The 26th annual Greater Capital Region Science and Engineering Fair was held on campus March 19 and 185 area middle and high school students participated. The annual event is sponsored by the Greater Capital Region Science and Engineering Fair Inc., with help from the Science Teachers Association of New York State (STANYS). The event has been hosted at Rensselaer for 26 years with support from faculty, students, and staff, as well as from the School of Science and the Office of Admissions.
Working alone or in teams of up to three individuals, students showcased their latest research in science, technology, engineering, and math (STEM).
“This is a wonderful opportunity to share a student’s passion for the STEM disciplines and to be recognized for their endeavor,” said STANYS Fair Director Joan Wagner. “Students are encouraged to focus on original research by working with mentors and/or teachers from the scientific community at large within the greater Capital Region.”

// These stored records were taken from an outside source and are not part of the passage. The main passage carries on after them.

//! Classification metadata describing what a metric measures

use serde::{Deserialize, Serialize};
use std::fmt;

/// Kind of physical quantity a metric reports
#[derive(Debug, Clone, Copy, PartialEq, Eq, Hash, Serialize, Deserialize)]
#[serde(rename_all = "snake_case")]
pub enum DeviceClass {
    Pressure,
    Temperature,
    Humidity,
    WindSpeed,
    Irradiance,
    PrecipitationIntensity,
    Precipitation,
    Pm1,
    Pm25,
    Pm10,
}

impl DeviceClass {
    pub fn as_str(&self) -> &'static str {
        match self {
            DeviceClass::Pressure => "pressure",
            DeviceClass::Temperature => "temperature",
            DeviceClass::Humidity => "humidity",
            DeviceClass::WindSpeed => "wind_speed",
            DeviceClass::Irradiance => "irradiance",
            DeviceClass::PrecipitationIntensity => "precipitation_intensity",
            DeviceClass::Precipitation => "precipitation",
            DeviceClass::Pm1 => "pm1",
            DeviceClass::Pm25 => "pm25",
            DeviceClass::Pm10 => "pm10",
        }
    }
}

impl fmt::Display for DeviceClass {
    fn fmt(&self, f: &mut fmt::Formatter<'_>) -> fmt::Result {
        f.write_str(self.as_str())
    }
}

/// How the host should treat successive values of a metric
#[derive(Debug, Clone, Copy, PartialEq, Eq, Hash, Serialize, Deserialize)]
#[serde(rename_all = "snake_case")]
pub enum StateClass {
    /// Instantaneous measurement
    Measurement,
}

impl StateClass {
    pub fn as_str(&self) -> &'static str {
        match self {
            StateClass::Measurement => "measurement",
        }
    }
}

impl fmt::Display for StateClass {
    fn fmt(&self, f: &mut fmt::Formatter<'_>) -> fmt::Result {
        f.write_str(self.as_str())
    }
}

/// Physical device a metric belongs to
///
/// The hub and its ISS share a host device, the air-quality station is
/// a separate one.
#[derive(Debug, Clone, Copy, PartialEq, Eq, Hash, Serialize, Deserialize)]
#[serde(rename_all = "snake_case")]
pub enum Device {
    Hub,
    Iss,
    AirQuality,
}

impl Device {
    /// Suffix appended to unique ids of metrics on this device
    pub fn id_suffix(&self) -> Option<&'static str> {
        match self {
            Device::Hub => None,
            Device::Iss => Some("iss"),
            Device::AirQuality => Some("air-quality"),
        }
    }
}
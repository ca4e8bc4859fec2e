//! wl-sens: capability-gated sensors for WeatherLink stations
//!
//! This library provides the host side of wl-sens:
//! - Configuration management
//! - A file-backed snapshot coordinator and its refresh loop
//!
//! The sensor model itself lives in `wl-sens-core` and the built-in
//! metrics in `wl-sens-sensors`.

pub mod config;
pub mod core;

// Re-export commonly used types
pub use config::{AppConfig, StationConfig};
pub use core::{FileCoordinator, UpdateManager};
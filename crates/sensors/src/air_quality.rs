//! Air-quality station sensors
//!
//! The air-quality station is its own physical device, so these sensors
//! carry the `AirQuality` device and get their own unique-id suffix.

use crate::{attributes, field_sensor, timestamp_value};
use serde_json::Value;
use wl_sens_core::{
    connection_status, round_optional, Attributes, ConditionKind, Device, DeviceClass,
    Projection, ReadContext, Registry, RegistryError, SensorError, SensorFamily,
    DECIMALS_HUMIDITY,
};
use wl_sens_types::units::{CELSIUS, MICROGRAMS_PER_CUBIC_METER, PERCENTAGE};
use wl_sens_types::AirQualityCondition;

/// Whether the station reported within the last two poll intervals
pub(crate) struct AirQualityStatus;

impl Projection for AirQualityStatus {
    fn value(&self, ctx: &ReadContext<'_>) -> Result<Option<Value>, SensorError> {
        let aq = ctx.condition::<AirQualityCondition>()?;
        let status = connection_status(aq.last_report_time, ctx.poll_interval, ctx.now);
        Ok(Some(Value::from(status.as_str())))
    }

    fn attributes(&self, ctx: &ReadContext<'_>) -> Result<Attributes, SensorError> {
        let aq = ctx.condition::<AirQualityCondition>()?;
        Ok(attributes([
            ("last_report_time", timestamp_value(Some(aq.last_report_time))),
            ("pm_data_1_hr", aq.pct_pm_data_last_1_hour.into()),
            ("pm_data_3_hr", aq.pct_pm_data_last_3_hours.into()),
            ("pm_data_24_hr", aq.pct_pm_data_last_24_hours.into()),
            ("pm_data_nowcast", aq.pct_pm_data_nowcast.into()),
        ]))
    }
}

pub(crate) struct Temperature;

impl Projection for Temperature {
    fn value(&self, ctx: &ReadContext<'_>) -> Result<Option<Value>, SensorError> {
        Ok(ctx.condition::<AirQualityCondition>()?.temp.map(Value::from))
    }

    fn attributes(&self, ctx: &ReadContext<'_>) -> Result<Attributes, SensorError> {
        let aq = ctx.condition::<AirQualityCondition>()?;
        Ok(attributes([
            ("dew_point", aq.dew_point.into()),
            ("wet_bulb", aq.wet_bulb.into()),
            ("heat_index", aq.heat_index.into()),
        ]))
    }
}

pub(crate) struct Humidity;

impl Projection for Humidity {
    fn value(&self, ctx: &ReadContext<'_>) -> Result<Option<Value>, SensorError> {
        let hum = ctx.condition::<AirQualityCondition>()?.hum;
        Ok(round_optional(hum, DECIMALS_HUMIDITY).map(Value::from))
    }
}

field_sensor!(Pm1p0, AirQualityCondition, pm_1);

/// PM 2.5 nowcast, with the raw windows as attributes
pub(crate) struct Pm2p5;

impl Projection for Pm2p5 {
    fn value(&self, ctx: &ReadContext<'_>) -> Result<Option<Value>, SensorError> {
        Ok(ctx
            .condition::<AirQualityCondition>()?
            .pm_2p5_nowcast
            .map(Value::from))
    }

    fn attributes(&self, ctx: &ReadContext<'_>) -> Result<Attributes, SensorError> {
        let aq = ctx.condition::<AirQualityCondition>()?;
        Ok(attributes([
            ("1_min", aq.pm_2p5.into()),
            ("1_hr", aq.pm_2p5_last_1_hour.into()),
            ("3_hr", aq.pm_2p5_last_3_hours.into()),
            ("24_hr", aq.pm_2p5_last_24_hours.into()),
        ]))
    }
}

/// PM 10 nowcast, with the raw windows as attributes
pub(crate) struct Pm10p0;

impl Projection for Pm10p0 {
    fn value(&self, ctx: &ReadContext<'_>) -> Result<Option<Value>, SensorError> {
        Ok(ctx
            .condition::<AirQualityCondition>()?
            .pm_10_nowcast
            .map(Value::from))
    }

    fn attributes(&self, ctx: &ReadContext<'_>) -> Result<Attributes, SensorError> {
        let aq = ctx.condition::<AirQualityCondition>()?;
        Ok(attributes([
            ("1_min", aq.pm_10.into()),
            ("1_hr", aq.pm_10_last_1_hour.into()),
            ("3_hr", aq.pm_10_last_3_hours.into()),
            ("24_hr", aq.pm_10_last_24_hours.into()),
        ]))
    }
}

pub(crate) fn register(registry: &mut Registry) -> Result<(), RegistryError> {
    let aq = SensorFamily::new("air_quality", Device::AirQuality)
        .requires(&[ConditionKind::AirQuality]);

    registry.register(
        aq.sensor("air_quality_status", "Status")
            .icon("mdi:information")
            .build(AirQualityStatus)?,
    )?;
    registry.register(
        aq.sensor("air_quality_temperature", "Temperature")
            .unit(CELSIUS)
            .device_class(DeviceClass::Temperature)
            .measurement()
            .build(Temperature)?,
    )?;
    registry.register(
        aq.sensor("air_quality_humidity", "Humidity")
            .unit(PERCENTAGE)
            .device_class(DeviceClass::Humidity)
            .measurement()
            .build(Humidity)?,
    )?;
    registry.register(
        aq.sensor("pm_1", "PM 1.0")
            .unit(MICROGRAMS_PER_CUBIC_METER)
            .device_class(DeviceClass::Pm1)
            .measurement()
            .icon("mdi:air-filter")
            .build(Pm1p0)?,
    )?;
    registry.register(
        aq.sensor("pm_2p5", "PM 2.5")
            .unit(MICROGRAMS_PER_CUBIC_METER)
            .device_class(DeviceClass::Pm25)
            .measurement()
            .icon("mdi:air-filter")
            .build(Pm2p5)?,
    )?;
    registry.register(
        aq.sensor("pm_10", "PM 10.0")
            .unit(MICROGRAMS_PER_CUBIC_METER)
            .device_class(DeviceClass::Pm10)
            .measurement()
            .icon("mdi:air-filter")
            .build(Pm10p0)?,
    )
}
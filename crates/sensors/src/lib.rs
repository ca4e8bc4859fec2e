//! wl-sens-sensors: Metric projections for WeatherLink hubs.
//!
//! Each module declares one sensor family and registers its members in a
//! fixed order. `register_all` chains them; that order is the order in
//! which activation hands sensors to the host.

/// Declare a sensor whose value is one optional field of one record
macro_rules! field_sensor {
    ($name:ident, $condition:ty, $field:ident) => {
        pub(crate) struct $name;

        impl wl_sens_core::Projection for $name {
            fn value(
                &self,
                ctx: &wl_sens_core::ReadContext<'_>,
            ) -> Result<Option<serde_json::Value>, wl_sens_core::SensorError> {
                Ok(ctx
                    .condition::<$condition>()?
                    .$field
                    .map(serde_json::Value::from))
            }
        }
    };
}

pub(crate) use field_sensor;

mod air_quality;
mod hub;
mod iss;
mod station;

#[cfg(test)]
mod fixtures;

use chrono::{DateTime, Utc};
use serde_json::Value;
use wl_sens_core::{init_global_registry, Attributes, Registry, RegistryError};

/// Register all built-in sensors, in declaration order
pub fn register_all(registry: &mut Registry) -> Result<(), RegistryError> {
    hub::register(registry)?;
    air_quality::register(registry)?;
    iss::register(registry)?;
    station::register(registry)?;
    Ok(())
}

/// Install the built-in sensors as the process-wide registry
pub fn builtin_registry() -> Result<&'static Registry, RegistryError> {
    init_global_registry(register_all)
}

/// Build an attribute map from label/value pairs
pub(crate) fn attributes<const N: usize>(pairs: [(&str, Value); N]) -> Attributes {
    pairs
        .into_iter()
        .map(|(label, value)| (label.to_string(), value))
        .collect()
}

/// RFC 3339 string, or null when absent
pub(crate) fn timestamp_value(timestamp: Option<DateTime<Utc>>) -> Value {
    timestamp
        .map(|t| Value::from(t.to_rfc3339()))
        .unwrap_or(Value::Null)
}

#[cfg(test)]
mod tests {
    use super::*;
    use crate::fixtures;
    use std::collections::HashSet;
    use wl_sens_core::{activate, ConditionKind, CurrentConditions, StaticCoordinator};

    fn registry() -> Registry {
        let mut registry = Registry::new();
        register_all(&mut registry).unwrap();
        registry
    }

    fn active_keys(snapshot: CurrentConditions) -> Vec<&'static str> {
        let coordinator = StaticCoordinator::new("WeatherLink Live", "001d0a61", snapshot)
            .into_shared();
        activate(&registry(), &coordinator)
            .iter()
            .map(|s| s.key())
            .collect()
    }

    #[test]
    fn test_declaration_order() {
        let keys = registry().keys();
        assert_eq!(keys.len(), 25);
        assert_eq!(keys[0], "hub_status");
        assert_eq!(keys[1], "air_quality_status");
        assert_eq!(keys[7], "iss_status");
        assert_eq!(keys[keys.len() - 1], "inside_humidity");
    }

    #[test]
    fn test_keys_are_unique() {
        let keys = registry().keys();
        let unique: HashSet<_> = keys.iter().collect();
        assert_eq!(unique.len(), keys.len());
    }

    #[test]
    fn test_all_records_activate_everything() {
        let keys = active_keys(fixtures::full_snapshot());
        assert_eq!(keys, registry().keys());
    }

    #[test]
    fn test_iss_only_snapshot() {
        let snapshot = CurrentConditions::new().insert(fixtures::iss());
        let keys = active_keys(snapshot);

        assert!(keys.contains(&"hub_status"));
        assert!(keys.contains(&"wind_direction"));
        assert!(!keys.contains(&"pressure"));
        assert!(!keys
            .iter()
            .any(|k| k.starts_with("air_quality") || k.starts_with("pm_")));
        assert!(!keys.iter().any(|k| k.starts_with("inside")));

        let registry = registry();
        for key in &keys {
            let descriptor = registry.get(key).unwrap();
            let kinds = descriptor.requirements().kinds();
            assert!(kinds.is_empty() || kinds == [ConditionKind::Iss]);
        }
    }

    #[test]
    fn test_every_active_sensor_reads() {
        let coordinator =
            StaticCoordinator::new("WeatherLink Live", "001d0a61", fixtures::full_snapshot())
                .into_shared();
        for sensor in activate(&registry(), &coordinator) {
            assert!(sensor.value().is_ok(), "{} failed", sensor.key());
            assert!(sensor.attributes().is_ok(), "{} failed", sensor.key());
        }
    }

    #[test]
    fn test_builtin_registry_is_sealed() {
        let registry = builtin_registry().unwrap();
        assert!(registry.is_sealed());
        assert_eq!(registry.len(), 25);
    }
}
//! Metric activation and live sensor instances
//!
//! Activation intersects what the coordinator's snapshot currently reports
//! with what each registered descriptor needs. Only descriptors whose
//! required records are all present get a live `Sensor`; the rest are
//! skipped with a debug log.

use crate::coordinator::SharedCoordinator;
use crate::descriptor::{Attributes, ReadContext, SensorDescriptor};
use crate::error::SensorError;
use crate::registry::Registry;
use serde::Serialize;
use serde_json::Value;
use std::sync::Arc;
use wl_sens_types::{CurrentConditions, Device, DeviceClass, StateClass};

/// Create one sensor per eligible descriptor, in registry order
///
/// Runs once per activation cycle. It is not re-run when the snapshot's
/// set of records changes later; callers that need that re-invoke it.
pub fn activate(registry: &Registry, coordinator: &SharedCoordinator) -> Vec<Sensor> {
    let snapshot = coordinator.current_snapshot();
    let mut sensors = Vec::with_capacity(registry.len());

    for descriptor in registry.descriptors() {
        if !descriptor.is_eligible(&snapshot) {
            log::debug!(
                "Ignoring sensor {} because requirements are not met (missing {:?})",
                descriptor.key(),
                descriptor.requirements().missing_from(&snapshot)
            );
            continue;
        }
        sensors.push(Sensor::new(Arc::clone(descriptor), Arc::clone(coordinator)));
    }

    log::info!(
        "Activated {} of {} sensors for {}",
        sensors.len(),
        registry.len(),
        coordinator.device_label()
    );
    sensors
}

/// A descriptor bound to a coordinator
///
/// Holds no state besides the binding; every read resolves the
/// coordinator's latest snapshot.
#[derive(Clone)]
pub struct Sensor {
    descriptor: Arc<SensorDescriptor>,
    coordinator: SharedCoordinator,
}

impl Sensor {
    pub fn new(descriptor: Arc<SensorDescriptor>, coordinator: SharedCoordinator) -> Self {
        Self {
            descriptor,
            coordinator,
        }
    }

    pub fn descriptor(&self) -> &SensorDescriptor {
        &self.descriptor
    }

    pub fn key(&self) -> &'static str {
        self.descriptor.key()
    }

    /// Display name, prefixed with the device label
    pub fn name(&self) -> String {
        format!("{} {}", self.coordinator.device_label(), self.descriptor.name())
    }

    /// Stable id: device id, device suffix, then sensor key
    pub fn unique_id(&self) -> String {
        match self.descriptor.device().id_suffix() {
            Some(suffix) => format!(
                "{}-{}-{}",
                self.coordinator.device_id(),
                suffix,
                self.descriptor.key()
            ),
            None => format!("{}-{}", self.coordinator.device_id(), self.descriptor.key()),
        }
    }

    pub fn unit(&self) -> Option<&'static str> {
        self.descriptor.unit()
    }

    pub fn device_class(&self) -> Option<DeviceClass> {
        self.descriptor.device_class()
    }

    pub fn state_class(&self) -> Option<StateClass> {
        self.descriptor.state_class()
    }

    pub fn device(&self) -> Device {
        self.descriptor.device()
    }

    pub fn icon(&self) -> Option<&'static str> {
        self.descriptor.icon()
    }

    /// Whether the latest snapshot still has every required record
    pub fn available(&self) -> bool {
        self.descriptor
            .is_eligible(&self.coordinator.current_snapshot())
    }

    fn context<'a>(&self, conditions: &'a CurrentConditions) -> ReadContext<'a> {
        ReadContext {
            conditions,
            poll_interval: self.coordinator.poll_interval(),
            now: self.coordinator.now(),
        }
    }

    /// Primary value from the latest snapshot
    pub fn value(&self) -> Result<Option<Value>, SensorError> {
        let snapshot = self.coordinator.current_snapshot();
        self.descriptor.projection().value(&self.context(&snapshot))
    }

    /// Auxiliary readings from the latest snapshot
    pub fn attributes(&self) -> Result<Attributes, SensorError> {
        let snapshot = self.coordinator.current_snapshot();
        self.descriptor
            .projection()
            .attributes(&self.context(&snapshot))
    }

    /// Read value and attributes from one snapshot
    ///
    /// A failed read marks the reading unavailable instead of propagating,
    /// so one broken sensor never takes the others down with it.
    pub fn read(&self) -> SensorReading {
        let snapshot = self.coordinator.current_snapshot();
        let ctx = self.context(&snapshot);
        let projection = self.descriptor.projection();

        let result = projection
            .value(&ctx)
            .and_then(|value| Ok((value, projection.attributes(&ctx)?)));

        let (value, attributes, available) = match result {
            Ok((value, attributes)) => (value, attributes, true),
            Err(e) => {
                log::error!("Failed to read sensor {}: {}", self.unique_id(), e);
                (None, Attributes::new(), false)
            }
        };

        SensorReading {
            key: self.key(),
            unique_id: self.unique_id(),
            name: self.name(),
            unit: self.unit(),
            device_class: self.device_class(),
            state_class: self.state_class(),
            icon: self.icon(),
            available,
            value,
            attributes,
        }
    }
}

impl std::fmt::Debug for Sensor {
    fn fmt(&self, f: &mut std::fmt::Formatter<'_>) -> std::fmt::Result {
        f.debug_struct("Sensor")
            .field("key", &self.descriptor.key())
            .field("device_id", &self.coordinator.device_id())
            .finish()
    }
}

/// One read of a sensor, ready to hand to the host
#[derive(Debug, Clone, Serialize)]
pub struct SensorReading {
    pub key: &'static str,
    pub unique_id: String,
    pub name: String,
    #[serde(skip_serializing_if = "Option::is_none")]
    pub unit: Option<&'static str>,
    #[serde(skip_serializing_if = "Option::is_none")]
    pub device_class: Option<DeviceClass>,
    #[serde(skip_serializing_if = "Option::is_none")]
    pub state_class: Option<StateClass>,
    #[serde(skip_serializing_if = "Option::is_none")]
    pub icon: Option<&'static str>,
    pub available: bool,
    pub value: Option<Value>,
    pub attributes: Attributes,
}

#[cfg(test)]
mod tests {
    use super::*;
    use crate::coordinator::{Coordinator, StaticCoordinator};
    use crate::descriptor::{Projection, SensorFamily};
    use std::sync::RwLock;
    use std::time::Duration;
    use wl_sens_types::{
        AirQualityCondition, ConditionKind, IssCondition, LssBarCondition, LssTempHumCondition,
    };

    struct Echo(&'static str);

    impl Projection for Echo {
        fn value(&self, _ctx: &ReadContext<'_>) -> Result<Option<Value>, SensorError> {
            Ok(Some(Value::from(self.0)))
        }
    }

    struct IssTemp;

    impl Projection for IssTemp {
        fn value(&self, ctx: &ReadContext<'_>) -> Result<Option<Value>, SensorError> {
            Ok(ctx.condition::<IssCondition>()?.temp.map(Value::from))
        }

        fn attributes(&self, ctx: &ReadContext<'_>) -> Result<Attributes, SensorError> {
            let iss = ctx.condition::<IssCondition>()?;
            let mut attributes = Attributes::new();
            attributes.insert("dew_point".into(), iss.dew_point.into());
            Ok(attributes)
        }
    }

    /// Coordinator whose snapshot can be swapped under live sensors
    struct SwappableCoordinator {
        snapshot: RwLock<Arc<CurrentConditions>>,
    }

    impl Coordinator for SwappableCoordinator {
        fn current_snapshot(&self) -> Arc<CurrentConditions> {
            Arc::clone(&self.snapshot.read().unwrap())
        }

        fn poll_interval(&self) -> Option<Duration> {
            None
        }

        fn device_label(&self) -> &str {
            "Station"
        }

        fn device_id(&self) -> &str {
            "001d0a61"
        }
    }

    fn test_registry() -> Registry {
        let hub = SensorFamily::new("hub", Device::Hub);
        let iss = SensorFamily::new("iss", Device::Iss).requires(&[ConditionKind::Iss]);
        let aq = SensorFamily::new("air_quality", Device::AirQuality)
            .requires(&[ConditionKind::AirQuality]);

        let mut registry = Registry::new();
        registry
            .register(hub.sensor("hub", "Hub").build(Echo("hub")).unwrap())
            .unwrap();
        registry
            .register(aq.sensor("aq", "AQ").build(Echo("aq")).unwrap())
            .unwrap();
        registry
            .register(iss.sensor("temp", "Temperature").build(IssTemp).unwrap())
            .unwrap();
        registry
            .register(
                SensorDescriptor::builder("pressure", "Pressure")
                    .requires(&[ConditionKind::LssBar])
                    .build(Echo("pressure"))
                    .unwrap(),
            )
            .unwrap();
        registry
            .register(
                SensorDescriptor::builder("inside", "Inside")
                    .requires(&[ConditionKind::LssTempHum])
                    .build(Echo("inside"))
                    .unwrap(),
            )
            .unwrap();
        registry
    }

    fn full_snapshot() -> CurrentConditions {
        CurrentConditions::new()
            .insert(LssBarCondition {
                lsid: None,
                bar_sea_level: 1013.0,
                bar_trend: None,
                bar_absolute: 980.0,
            })
            .insert(LssTempHumCondition {
                lsid: None,
                temp_in: 21.0,
                hum_in: None,
                dew_point_in: None,
                heat_index_in: None,
            })
            .insert(IssCondition {
                temp: Some(14.5),
                ..Default::default()
            })
            .insert(AirQualityCondition::reported_at(chrono::Utc::now()))
    }

    fn keys(sensors: &[Sensor]) -> Vec<&'static str> {
        sensors.iter().map(|s| s.key()).collect()
    }

    #[test]
    fn test_activation_with_all_records() {
        let registry = test_registry();
        let coordinator = StaticCoordinator::new("Station", "abc", full_snapshot()).into_shared();
        let sensors = activate(&registry, &coordinator);
        assert_eq!(keys(&sensors), registry.keys());
    }

    #[test]
    fn test_activation_with_iss_only() {
        let registry = test_registry();
        let snapshot = CurrentConditions::new().insert(IssCondition::default());
        let coordinator = StaticCoordinator::new("Station", "abc", snapshot).into_shared();
        let sensors = activate(&registry, &coordinator);
        assert_eq!(keys(&sensors), vec!["hub", "temp"]);
    }

    #[test]
    fn test_activation_with_empty_snapshot_keeps_requirement_free() {
        let registry = test_registry();
        let coordinator =
            StaticCoordinator::new("Station", "abc", CurrentConditions::new()).into_shared();
        let sensors = activate(&registry, &coordinator);
        assert_eq!(keys(&sensors), vec!["hub"]);
    }

    #[test]
    fn test_eligibility_matches_subset_rule() {
        let registry = test_registry();
        // Every combination of present kinds
        for mask in 0u8..16 {
            let mut snapshot = CurrentConditions::new();
            let full = full_snapshot();
            for (bit, kind) in ConditionKind::ALL.iter().enumerate() {
                if mask & (1 << bit) != 0 {
                    snapshot = snapshot.insert(full.get(*kind).unwrap().clone());
                }
            }
            let coordinator =
                StaticCoordinator::new("Station", "abc", snapshot.clone()).into_shared();
            let active = keys(&activate(&registry, &coordinator));

            for descriptor in registry.descriptors() {
                let expected = descriptor
                    .requirements()
                    .kinds()
                    .iter()
                    .all(|k| snapshot.contains(*k));
                assert_eq!(active.contains(&descriptor.key()), expected);
            }
        }
    }

    #[test]
    fn test_sensor_metadata() {
        let registry = test_registry();
        let coordinator = StaticCoordinator::new("WeatherLink Live", "001d0a61", full_snapshot())
            .into_shared();
        let sensors = activate(&registry, &coordinator);

        let temp = sensors.iter().find(|s| s.key() == "temp").unwrap();
        assert_eq!(temp.name(), "WeatherLink Live Temperature");
        assert_eq!(temp.unique_id(), "001d0a61-iss-temp");

        let hub = sensors.iter().find(|s| s.key() == "hub").unwrap();
        assert_eq!(hub.unique_id(), "001d0a61-hub");
    }

    #[test]
    fn test_sensor_reads_latest_snapshot() {
        let registry = test_registry();
        let swappable = Arc::new(SwappableCoordinator {
            snapshot: RwLock::new(Arc::new(full_snapshot())),
        });
        let coordinator: SharedCoordinator = swappable.clone();
        let sensors = activate(&registry, &coordinator);
        let temp = sensors.iter().find(|s| s.key() == "temp").unwrap();
        assert_eq!(temp.value().unwrap(), Some(Value::from(14.5)));

        let updated = CurrentConditions::new().insert(IssCondition {
            temp: Some(16.0),
            ..Default::default()
        });
        *swappable.snapshot.write().unwrap() = Arc::new(updated);
        assert_eq!(temp.value().unwrap(), Some(Value::from(16.0)));
    }

    #[test]
    fn test_vanished_record_fails_single_read() {
        let registry = test_registry();
        let swappable = Arc::new(SwappableCoordinator {
            snapshot: RwLock::new(Arc::new(full_snapshot())),
        });
        let coordinator: SharedCoordinator = swappable.clone();
        let sensors = activate(&registry, &coordinator);

        *swappable.snapshot.write().unwrap() = Arc::new(CurrentConditions::new());

        let temp = sensors.iter().find(|s| s.key() == "temp").unwrap();
        assert!(!temp.available());
        assert!(matches!(
            temp.value(),
            Err(SensorError::MissingRecord(_))
        ));

        let reading = temp.read();
        assert!(!reading.available);
        assert!(reading.value.is_none());

        let hub = sensors.iter().find(|s| s.key() == "hub").unwrap();
        assert!(hub.read().available);
    }

    #[test]
    fn test_absent_field_is_no_value() {
        let registry = test_registry();
        let snapshot = CurrentConditions::new().insert(IssCondition::default());
        let coordinator = StaticCoordinator::new("Station", "abc", snapshot).into_shared();
        let sensors = activate(&registry, &coordinator);
        let temp = sensors.iter().find(|s| s.key() == "temp").unwrap();

        let reading = temp.read();
        assert!(reading.available);
        assert_eq!(reading.value, None);
        assert_eq!(reading.attributes.get("dew_point"), Some(&Value::Null));
    }
}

Student participants use a storyboard to present their research to judges, who are all scientists and engineers. They also provide judges with a copy of their abstract and research paper.
“The students who devote their time and energy to doing projects for the Science Fair are among the best and the brightest,” said Samuel Wait Jr. ’53, former associate dean of the School of Science and professor of chemistry at Rensselaer, who has served as a judge for the fair. “Their enthusiasm is very evident. I also commend the teachers and mentors who guide these students. It is a pleasure to know that Rensselaer is encouraging their development as leaders of the future.”
This year’s keynote speaker was Sandra Nierzwicki-Bauer, professor of biology and director of the Darrin Fresh Water Institute.